Symposia
Trauma and Stressor Related Disorders and Disasters
Joseph K. Carpenter, Ph.D. (he/him/his)
Postdoctoral Fellow
VA Boston / National Center for PTSD
Boston, Massachusetts, United States
Joshua Curtiss, M.A., Ph.D.
Assistant Professor in Applied Psychology
Northeastern University
Boston, Massachusetts, United States
Patricia A. Resick, ABPP, Ph.D. (she/her/hers)
Professor
Duke University School of Medicine
Durham, North Carolina, United States
Tara Galovski, Ph.D.
Associate Professor
VA National Center for PTSD, Boston University School of Medicine
Boston, Massachusetts, United States
Background: Dropout poses a substantial barrier to maximizing the impact of trauma-focused therapies for PTSD (Varker et al., 2021). Some evidence indicates that Black patients are more likely to drop from trauma-focused therapy than their White counterparts (Lester et al., 2010), indicating a need to better understand the factors associated with dropout across racial groups. To address this, the present study used a machine learning approach to examine whether dropout could be more accurately predicted from baseline clinical and demographic variables when modeling White and Black patients separately, and whether predictors were similar across racial groups.
Methods: The study sample consisted of 463 patients (n = 294 White, n = 169 Black) enrolled in one of four randomized controlled trials examining cognitive processing therapy and prolonged exposure for PTSD. To predict dropout status, a machine learning approach was used. Specifically, an elastic net algorithm was adopted, and 10-fold nested cross-validation was performed to conduct a thorough hyperparameter search without potential data leakage.

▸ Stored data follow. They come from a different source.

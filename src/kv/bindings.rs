//! Expression attribute placeholders
//!
//! Every attribute referenced in an expression gets a `#name` placeholder
//! and every literal a `:value` placeholder. Placeholders are sanitized to
//! `[A-Za-z0-9_]` and de-duplicated with numeric suffixes, so the same
//! input always yields the same placeholders.

use std::collections::BTreeMap;

use serde_json::Value;

/// Attribute-name and attribute-value maps under construction
#[derive(Debug, Clone, Default, PartialEq)]
pub struct Bindings {
    names: BTreeMap<String, String>,
    values: BTreeMap<String, Value>,
}

impl Bindings {
    pub fn new() -> Self {
        Self::default()
    }

    /// Start from caller-supplied maps
    pub fn seeded(names: BTreeMap<String, String>, values: BTreeMap<String, Value>) -> Self {
        Self { names, values }
    }

    /// Placeholder for an attribute name. The same attribute always maps to
    /// the same placeholder.
    pub fn name(&mut self, attribute: &str) -> String {
        let base = format!("#{}", sanitize(attribute));
        let mut candidate = base.clone();
        let mut suffix = 1;

        loop {
            match self.names.get(&candidate) {
                Some(existing) if existing == attribute => return candidate,
                Some(_) => {
                    candidate = format!("{}_{}", base, suffix);
                    suffix += 1;
                }
                None => {
                    self.names.insert(candidate.clone(), attribute.to_string());
                    return candidate;
                }
            }
        }
    }

    /// Dotted placeholder path for a nested attribute (`#a.#b`)
    pub fn path(&mut self, segments: &[String]) -> String {
        segments
            .iter()
            .map(|segment| self.name(segment))
            .collect::<Vec<_>>()
            .join(".")
    }

    /// Placeholder for a literal, named after `hint`
    pub fn value(&mut self, hint: &str, value: Value) -> String {
        let base = format!(":{}", sanitize(hint));
        let mut candidate = base.clone();
        let mut suffix = 1;

        loop {
            match self.values.get(&candidate) {
                Some(existing) if *existing == value => return candidate,
                Some(_) => {
                    candidate = format!("{}_{}", base, suffix);
                    suffix += 1;
                }
                None => {
                    self.values.insert(candidate.clone(), value);
                    return candidate;
                }
            }
        }
    }

    pub fn names(&self) -> &BTreeMap<String, String> {
        &self.names
    }

    pub fn values(&self) -> &BTreeMap<String, Value> {
        &self.values
    }

    pub fn into_parts(self) -> (BTreeMap<String, String>, BTreeMap<String, Value>) {
        (self.names, self.values)
    }
}

fn sanitize(raw: &str) -> String {
    let cleaned: String = raw
        .chars()
        .map(|c| if c.is_ascii_alphanumeric() || c == '_' { c } else { '_' })
        .collect();
    if cleaned.is_empty() {
        "_".to_string()
    } else {
        cleaned
    }
}
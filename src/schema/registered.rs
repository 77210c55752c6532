//! Registered entity schema
//!
//! Pairs a validated schema with its derived key layout. Built once when an
//! entity type is registered and shared read-only by every operation.

use super::errors::SchemaResult;
use super::layout::KeyLayout;
use super::types::Schema;
use super::validator::SchemaValidator;

/// A validated schema and its key layout
#[derive(Debug, Clone, PartialEq, Eq)]
pub struct RegisteredSchema {
    schema: Schema,
    layout: KeyLayout,
}

impl RegisteredSchema {
    /// Validate the schema and derive its key layout
    pub fn register(schema: Schema) -> SchemaResult<Self> {
        SchemaValidator::validate(&schema)?;
        let layout = KeyLayout::from_schema(&schema);
        Ok(Self { schema, layout })
    }

    pub fn schema(&self) -> &Schema {
        &self.schema
    }

    pub fn layout(&self) -> &KeyLayout {
        &self.layout
    }

    /// Entity name
    pub fn name(&self) -> &str {
        self.schema.name()
    }
}
//! Context hook protocol
//!
//! Every mutating entity operation accepts an optional `WriteContext`. Hooks
//! run around the backend write; they are extension points, not part of the
//! compiled statement.

mod context;
mod operation;

pub use context::{ErrorHook, PostEvent, PostHook, PreEvent, PreHook, WriteContext};
pub use operation::OperationKind;
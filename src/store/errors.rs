//! Store errors
//!
//! Everything an entity operation can fail with. Compilation and schema
//! errors are wrapped so callers propagate with `?`.

use thiserror::Error;

use super::batch::WriteRequest;
use crate::predicate::CompileError;
use crate::schema::SchemaError;

/// Result type for entity and backend operations
pub type StoreResult<T> = Result<T, StoreError>;

/// Store error type
#[derive(Debug, Clone, PartialEq, Error)]
pub enum StoreError {
    /// Predicate or change-set compilation failed
    #[error(transparent)]
    Compile(#[from] CompileError),

    /// Schema registration failed
    #[error(transparent)]
    Schema(#[from] SchemaError),

    /// Transport or backend-side failure
    #[error("Backend error: {0}")]
    Backend(String),

    /// Batch write gave up with items still unprocessed
    #[error("{} batch items still unprocessed after {attempts} attempts", items.len())]
    UnprocessedItems {
        attempts: u32,
        items: Vec<WriteRequest>,
    },

    /// Pagination limit must be positive
    #[error("Invalid pagination limit: {0}")]
    InvalidLimit(usize),

    /// Supplied cursor does not fit the retrieval
    #[error("Invalid cursor: {0}")]
    InvalidCursor(String),

    /// Configuration value out of range
    #[error("Invalid configuration: {0}")]
    InvalidConfig(String),

    /// A pre or post hook failed
    #[error("Hook failed: {0}")]
    Hook(String),
}

impl StoreError {
    pub fn backend(msg: impl Into<String>) -> Self {
        Self::Backend(msg.into())
    }

    pub fn hook(msg: impl Into<String>) -> Self {
        Self::Hook(msg.into())
    }

    pub fn invalid_config(msg: impl Into<String>) -> Self {
        Self::InvalidConfig(msg.into())
    }

    /// Stable error code
    pub fn code(&self) -> &'static str {
        match self {
            Self::Compile(e) => e.code(),
            Self::Schema(e) => e.code(),
            Self::Backend(_) => "STORE_BACKEND",
            Self::UnprocessedItems { .. } => "STORE_UNPROCESSED_ITEMS",
            Self::InvalidLimit(_) => "STORE_INVALID_LIMIT",
            Self::InvalidCursor(_) => "STORE_INVALID_CURSOR",
            Self::InvalidConfig(_) => "STORE_INVALID_CONFIG",
            Self::Hook(_) => "STORE_HOOK",
        }
    }

    /// Configuration errors fail fast and are never retried
    pub fn is_configuration(&self) -> bool {
        match self {
            Self::Compile(e) => e.is_configuration(),
            Self::Schema(e) => e.is_configuration(),
            Self::InvalidConfig(_) => true,
            _ => false,
        }
    }
}

#[cfg(test)]
mod tests {
    use super::*;
    use serde_json::Map;

    #[test]
    fn test_wrapped_errors_keep_codes() {
        let err: StoreError = CompileError::UnknownIndex("x".into()).into();
        assert_eq!(err.code(), "COMPILE_UNKNOWN_INDEX");
        assert!(err.is_configuration());
        assert_eq!(err.to_string(), "Unknown sort index 'x'");
    }

    #[test]
    fn test_unprocessed_display() {
        let err = StoreError::UnprocessedItems {
            attempts: 8,
            items: vec![WriteRequest::Put { item: Map::new() }],
        };
        assert_eq!(err.code(), "STORE_UNPROCESSED_ITEMS");
        assert_eq!(err.to_string(), "1 batch items still unprocessed after 8 attempts");
        assert!(!err.is_configuration());
    }

    #[test]
    fn test_backend_not_configuration() {
        assert!(!StoreError::backend("throttled").is_configuration());
        assert!(StoreError::invalid_config("page_size").is_configuration());
    }
}
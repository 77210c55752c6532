//! Registration-time schema validation
//!
//! Descriptors are checked once when an entity type is registered:
//! - at most one hash key and at most one range key
//! - no field is both hash and range key
//! - every global index hash key is a declared field
//!
//! A schema without a hash key is accepted here. Writes against it fail
//! later with a missing-primary-key error.

use super::errors::{SchemaError, SchemaResult};
use super::types::Schema;

/// Validates schema structure
pub struct SchemaValidator;

impl SchemaValidator {
    /// Validate a schema, returning the first violation found
    pub fn validate(schema: &Schema) -> SchemaResult<()> {
        let mut hash_key: Option<&str> = None;
        let mut range_key: Option<&str> = None;

        for (name, descriptor) in schema.fields() {
            if name.is_empty() {
                return Err(SchemaError::EmptyFieldName(schema.name().to_string()));
            }

            if descriptor.is_hash_key && descriptor.is_range_key {
                return Err(SchemaError::HashAndRangeKey {
                    field: name.to_string(),
                });
            }

            if descriptor.is_hash_key {
                if let Some(first) = hash_key {
                    return Err(SchemaError::DuplicateHashKey {
                        schema: schema.name().to_string(),
                        first: first.to_string(),
                        second: name.to_string(),
                    });
                }
                hash_key = Some(name);
            }

            if descriptor.is_range_key {
                if let Some(first) = range_key {
                    return Err(SchemaError::DuplicateRangeKey {
                        schema: schema.name().to_string(),
                        first: first.to_string(),
                        second: name.to_string(),
                    });
                }
                range_key = Some(name);
            }

            if let Some(index) = &descriptor.global_index {
                if schema.field(&index.hash_key).is_none() {
                    return Err(SchemaError::UnknownIndexHashKey {
                        field: name.to_string(),
                        hash_key: index.hash_key.clone(),
                    });
                }
            }
        }

        Ok(())
    }
}
//! Schema subsystem
//!
//! Per-entity field descriptors, registration-time validation and the
//! derived key layout used by predicate compilation, update building and
//! cursor construction.
//!
//! # Design Principles
//!
//! - Schemas are immutable once registered
//! - Descriptors are validated once, never re-inspected per call
//! - Key structure is computed once into a `KeyLayout`

mod classify;
mod errors;
mod layout;
mod loader;
mod registered;
mod types;
mod validator;

pub use classify::{classify_field, classify_type, classify_value, ValueKind};
pub use errors::{SchemaError, SchemaResult};
pub use layout::{GlobalIndex, IndexRef, KeyLayout, GLOBAL_INDEX_SUFFIX};
pub use loader::SchemaLoader;
pub use registered::RegisteredSchema;
pub use types::{FieldDescriptor, FieldType, GlobalIndexSpec, Schema};
pub use validator::SchemaValidator;
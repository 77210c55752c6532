//! Configuration and Schema Loading Tests
//!
//! Tests for the JSON-facing setup path:
//! - Config files load with defaults for every missing field
//! - Invalid configs are rejected before any entity is built
//! - Schemas loaded from files drive entities end to end

use std::fs;
use std::sync::Arc;

use polyquery::schema::SchemaLoader;
use polyquery::store::RetryPolicy;
use polyquery::{
    CompileOptions, KvEntity, MemoryDocumentStore, MemoryKvStore, Predicate, QueryConfig, Row, StoreError,
    WriteContext,
};
use serde_json::{json, Value};
use tempfile::TempDir;

// =============================================================================
// Helper Functions
// =============================================================================

fn row(value: Value) -> Row {
    value.as_object().cloned().unwrap()
}

fn write_file(dir: &TempDir, name: &str, contents: &str) -> std::path::PathBuf {
    let path = dir.path().join(name);
    fs::write(&path, contents).unwrap();
    path
}

const USERS_SCHEMA: &str = r#"[
    { "name": "id", "type": "String", "isHashKey": true },
    { "name": "createdAt", "type": "Date", "isRangeKey": true },
    { "name": "name", "type": "String" },
    { "name": "status", "type": "String", "isLocalIndex": true }
]"#;

// =============================================================================
// Config Loading
// =============================================================================

/// A partial config file fills the rest from defaults.
#[test]
fn test_config_file_with_defaults() {
    let dir = TempDir::new().unwrap();
    let path = write_file(
        &dir,
        "query.json",
        r#"{ "table_prefix": "prod_", "total_segments": 4, "retry": { "max_attempts": 3 } }"#,
    );

    let config = QueryConfig::from_file(&path).unwrap();

    assert_eq!(config.table_prefix, "prod_");
    assert_eq!(config.total_segments, 4);
    assert_eq!(config.page_size, 100);
    assert_eq!(config.batch_write_chunk, 25);
    assert_eq!(config.retry.max_attempts, 3);
    assert_eq!(config.retry.initial_backoff_ms, RetryPolicy::default().initial_backoff_ms);
    assert_eq!(config.table_name("users"), "prod_users");
}

/// Zero sizes are configuration errors.
#[test]
fn test_config_rejects_zero_segments() {
    let dir = TempDir::new().unwrap();
    let path = write_file(&dir, "query.json", r#"{ "total_segments": 0 }"#);

    let err = QueryConfig::from_file(&path).unwrap_err();
    assert!(matches!(err, StoreError::InvalidConfig(_)));
    assert!(err.is_configuration());
}

/// Missing files and malformed JSON surface as configuration errors.
#[test]
fn test_config_unreadable_or_malformed() {
    let dir = TempDir::new().unwrap();

    let missing = QueryConfig::from_file(dir.path().join("absent.json")).unwrap_err();
    assert_eq!(missing.code(), "STORE_INVALID_CONFIG");

    let path = write_file(&dir, "broken.json", "{ not json");
    let malformed = QueryConfig::from_file(&path).unwrap_err();
    assert_eq!(malformed.code(), "STORE_INVALID_CONFIG");
}

/// An entity refuses a config that fails validation.
#[test]
fn test_entity_rejects_invalid_config() {
    let schema = SchemaLoader::from_json_str("users", USERS_SCHEMA).unwrap();
    let config = QueryConfig::default().with_page_size(0);

    let err = KvEntity::new(schema, Arc::new(MemoryKvStore::new()), config).unwrap_err();
    assert!(err.is_configuration());
}

// =============================================================================
// Schema Loading
// =============================================================================

/// A schema file drives a key-value entity end to end, table prefix included.
#[tokio::test]
async fn test_schema_file_drives_kv_entity() {
    let dir = TempDir::new().unwrap();
    let schema_path = write_file(&dir, "users.json", USERS_SCHEMA);
    let schema = SchemaLoader::from_json_str("users", &fs::read_to_string(schema_path).unwrap()).unwrap();

    let store = Arc::new(MemoryKvStore::new().with_table("app_users", &["id", "createdAt"]));
    let config = QueryConfig::default().with_table_prefix("app_");
    let users = KvEntity::new(schema, Arc::clone(&store) as _, config).unwrap();
    assert_eq!(users.table_name(), "app_users");

    users
        .insert(
            row(json!({"id": "u1", "createdAt": 1709251200000i64, "name": "Ann", "status": "active"})),
            &WriteContext::new(),
        )
        .await
        .unwrap();

    let rows = users
        .query_all(&Predicate::new().eq("id", "u1"), CompileOptions::query(), None)
        .await
        .unwrap();
    assert_eq!(rows.len(), 1);
    assert_eq!(rows[0]["name"], json!("Ann"));
    assert_eq!(store.rows("app_users").len(), 1);
}

/// A global index pointing at an undeclared field fails registration.
#[test]
fn test_schema_with_dangling_global_index() {
    let err = SchemaLoader::from_value(
        "users",
        &json!({
            "id": {"type": "String", "isHashKey": true},
            "createdAt": {"type": "Date", "globalIndex": {"hashKey": "owner"}}
        }),
    )
    .unwrap_err();

    assert_eq!(err.code(), "SCHEMA_UNKNOWN_INDEX_HASH_KEY");
}

/// The same schema file serves the document backend.
#[tokio::test]
async fn test_schema_file_drives_document_entity() {
    let schema = SchemaLoader::from_json_str("users", USERS_SCHEMA).unwrap();
    let store = Arc::new(MemoryDocumentStore::new().with_collection("users", &["id", "createdAt"]));
    let users = polyquery::DocumentEntity::new(schema, Arc::clone(&store) as _, QueryConfig::default()).unwrap();

    users
        .insert(row(json!({"id": "u1", "createdAt": 5, "name": "Ann"})), &WriteContext::new())
        .await
        .unwrap();

    let found = users
        .get(&row(json!({"id": "u1", "createdAt": 5})), None)
        .await
        .unwrap()
        .unwrap();
    assert_eq!(found["name"], json!("Ann"));
}
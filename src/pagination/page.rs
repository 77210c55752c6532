//! Pages, fetch requests and accumulated results

use futures_util::future::BoxFuture;

use super::cursor::{KvCursor, SegmentCursor};
use crate::store::{Row, StoreResult};

/// One backend round-trip's worth of rows
#[derive(Debug, Clone, Default, PartialEq)]
pub struct Page {
    pub items: Vec<Row>,
    /// Continuation token; `None` once the retrieval is exhausted
    pub next_cursor: Option<KvCursor>,
}

impl Page {
    pub fn new(items: Vec<Row>, next_cursor: Option<KvCursor>) -> Self {
        Self { items, next_cursor }
    }

    pub fn count(&self) -> usize {
        self.items.len()
    }
}

/// Scan partition
#[derive(Debug, Clone, Copy, PartialEq, Eq)]
pub struct Segment {
    pub index: u32,
    pub total: u32,
}

/// Parameters of a single page fetch
#[derive(Debug, Clone, Default, PartialEq)]
pub struct PageRequest {
    /// Scan partition, `None` for narrowing lookups
    pub segment: Option<Segment>,
    /// Exclusive start key
    pub cursor: Option<KvCursor>,
}

/// Fetch-page primitive driven by the pagination engine
pub trait PageFetcher: Send + Sync {
    /// Fetch one page with the fixed compiled filter
    fn fetch_page(&self, request: PageRequest) -> BoxFuture<'_, StoreResult<Page>>;
}

/// How a pagination call ended
#[derive(Debug, Clone, Copy, PartialEq, Eq)]
pub enum Termination {
    /// Backend reported no further cursor
    Done,
    /// Stopped at the caller's limit; a cursor resumes the rest
    LimitReached,
}

/// Result of a narrowing-lookup pagination call
#[derive(Debug, Clone, PartialEq)]
pub struct PageResult {
    pub items: Vec<Row>,
    /// Resume point, `None` when done
    pub last_key: Option<KvCursor>,
    pub termination: Termination,
}

/// Result of a segmented scan pagination call
#[derive(Debug, Clone, PartialEq)]
pub struct SegmentedPage {
    /// Items in segment order, each segment's own order preserved
    pub items: Vec<Row>,
    /// One cursor per segment
    pub cursors: Vec<SegmentCursor>,
    pub termination: Termination,
}

impl SegmentedPage {
    pub fn is_done(&self) -> bool {
        self.termination == Termination::Done
    }
}
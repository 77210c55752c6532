//! Caller-supplied condition document merged into a compiled query

use serde::{Deserialize, Serialize};
use serde_json::{Map, Value};

use crate::predicate::Comparison;

/// Extra conditions and projection appended to a compiled query
#[derive(Debug, Clone, Default, PartialEq, Serialize, Deserialize)]
pub struct DocumentFragment {
    /// Condition document, field path to condition
    #[serde(default)]
    pub conditions: Map<String, Value>,
    /// How the fragment joins the compiled conditions
    #[serde(default)]
    pub comparison: Comparison,
    #[serde(default)]
    pub projection: Vec<String>,
}

impl DocumentFragment {
    pub fn new() -> Self {
        Self::default()
    }

    pub fn condition(mut self, path: impl Into<String>, condition: impl Into<Value>) -> Self {
        self.conditions.insert(path.into(), condition.into());
        self
    }

    pub fn with_comparison(mut self, comparison: Comparison) -> Self {
        self.comparison = comparison;
        self
    }

    pub fn project<I, S>(mut self, fields: I) -> Self
    where
        I: IntoIterator<Item = S>,
        S: Into<String>,
    {
        self.projection.extend(fields.into_iter().map(Into::into));
        self
    }

    /// `{"$and"|"$or": [compiled, own]}`; either side alone when the other is empty
    pub(crate) fn merge(&self, compiled: Map<String, Value>) -> Map<String, Value> {
        if self.conditions.is_empty() {
            return compiled;
        }
        if compiled.is_empty() {
            return self.conditions.clone();
        }

        let keyword = match self.comparison {
            Comparison::And => "$and",
            Comparison::Or => "$or",
        };
        let mut merged = Map::new();
        merged.insert(
            keyword.to_string(),
            Value::Array(vec![Value::Object(compiled), Value::Object(self.conditions.clone())]),
        );
        merged
    }
}
//! Chunked batch writes
//!
//! Requests are submitted in fixed-size chunks. Whatever the backend reports
//! as unprocessed is re-submitted after a capped exponential delay until the
//! chunk drains or the retry policy runs out, at which point the leftovers
//! (plus every chunk not yet submitted) are surfaced to the caller.

use std::collections::VecDeque;
use std::future::Future;

use serde::{Deserialize, Serialize};

use super::errors::{StoreError, StoreResult};
use super::retry::RetryPolicy;
use super::Row;

/// One item of a batch write
#[derive(Debug, Clone, PartialEq, Serialize, Deserialize)]
pub enum WriteRequest {
    #[serde(rename = "PutRequest")]
    Put {
        #[serde(rename = "Item")]
        item: Row,
    },
    #[serde(rename = "DeleteRequest")]
    Delete {
        #[serde(rename = "Key")]
        key: Row,
    },
}

impl WriteRequest {
    /// Attributes carried by the request (item or key)
    pub fn attributes(&self) -> &Row {
        match self {
            WriteRequest::Put { item } => item,
            WriteRequest::Delete { key } => key,
        }
    }
}

/// Outcome of a fully drained batch write
#[derive(Debug, Clone, Copy, PartialEq, Eq)]
pub struct BatchSummary {
    /// Requests written
    pub items: usize,
    /// Backend submissions, retries included
    pub submissions: u32,
}

/// Split requests into chunks and submit each until drained.
///
/// `submit` returns the requests the backend left unprocessed.
pub async fn drive_batch_write<F, Fut>(
    requests: Vec<WriteRequest>,
    chunk_size: usize,
    policy: &RetryPolicy,
    mut submit: F,
) -> StoreResult<BatchSummary>
where
    F: FnMut(Vec<WriteRequest>) -> Fut,
    Fut: Future<Output = StoreResult<Vec<WriteRequest>>>,
{
    let items = requests.len();
    let mut chunks = split_chunks(requests, chunk_size);
    let max_attempts = policy.max_attempts.max(1);
    let mut submissions = 0;

    while let Some(chunk) = chunks.pop_front() {
        let mut pending = chunk;
        let mut attempt = 1;

        loop {
            submissions += 1;
            let unprocessed = submit(pending).await?;
            if unprocessed.is_empty() {
                break;
            }

            if attempt >= max_attempts {
                let mut leftovers = unprocessed;
                leftovers.extend(chunks.into_iter().flatten());
                tracing::error!(
                    attempts = attempt,
                    remaining = leftovers.len(),
                    "batch write gave up with unprocessed items"
                );
                return Err(StoreError::UnprocessedItems {
                    attempts: attempt,
                    items: leftovers,
                });
            }

            let delay = policy.delay(attempt - 1);
            tracing::warn!(
                attempt,
                unprocessed = unprocessed.len(),
                delay_ms = delay.as_millis() as u64,
                "re-submitting unprocessed batch items"
            );
            if !delay.is_zero() {
                tokio::time::sleep(delay).await;
            }

            attempt += 1;
            pending = unprocessed;
        }
    }

    Ok(BatchSummary { items, submissions })
}

/// Split into chunks of at most `chunk_size` (minimum 1), preserving order
pub fn split_chunks<T>(items: Vec<T>, chunk_size: usize) -> VecDeque<Vec<T>> {
    let size = chunk_size.max(1);
    let mut chunks = VecDeque::new();
    let mut current = Vec::with_capacity(size);

    for item in items {
        current.push(item);
        if current.len() == size {
            chunks.push_back(std::mem::replace(&mut current, Vec::with_capacity(size)));
        }
    }
    if !current.is_empty() {
        chunks.push_back(current);
    }

    chunks
}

Results: An initial model with all patients showed acceptable classification accuracy in predicting dropout, with an Area Under the Curve (AUC) of .71. The strongest predictors of dropout were lower income, Black race, a history of physical assault in adulthood, and an index trauma of adult physical assault. When predicting dropout only among White patients (dropout rate = 28%), classification accuracy (AUC = .72) and the strongest predictors of dropout were nearly identical to the initial model. When predicting dropout only among Black patients (dropout rate = 51%), classification accuracy was poor (AUC = 0.58), with lower income being the strongest individual predictor.
Conclusions: Results show that demographic and baseline clinical variables can be used to predict likelihood of dropout from trauma-focused therapy among White patients, but these variables do not enable accurate prediction of dropout for Black patients. Identifying measures that better capture the unique barriers to treatment completion among Black patients is needed.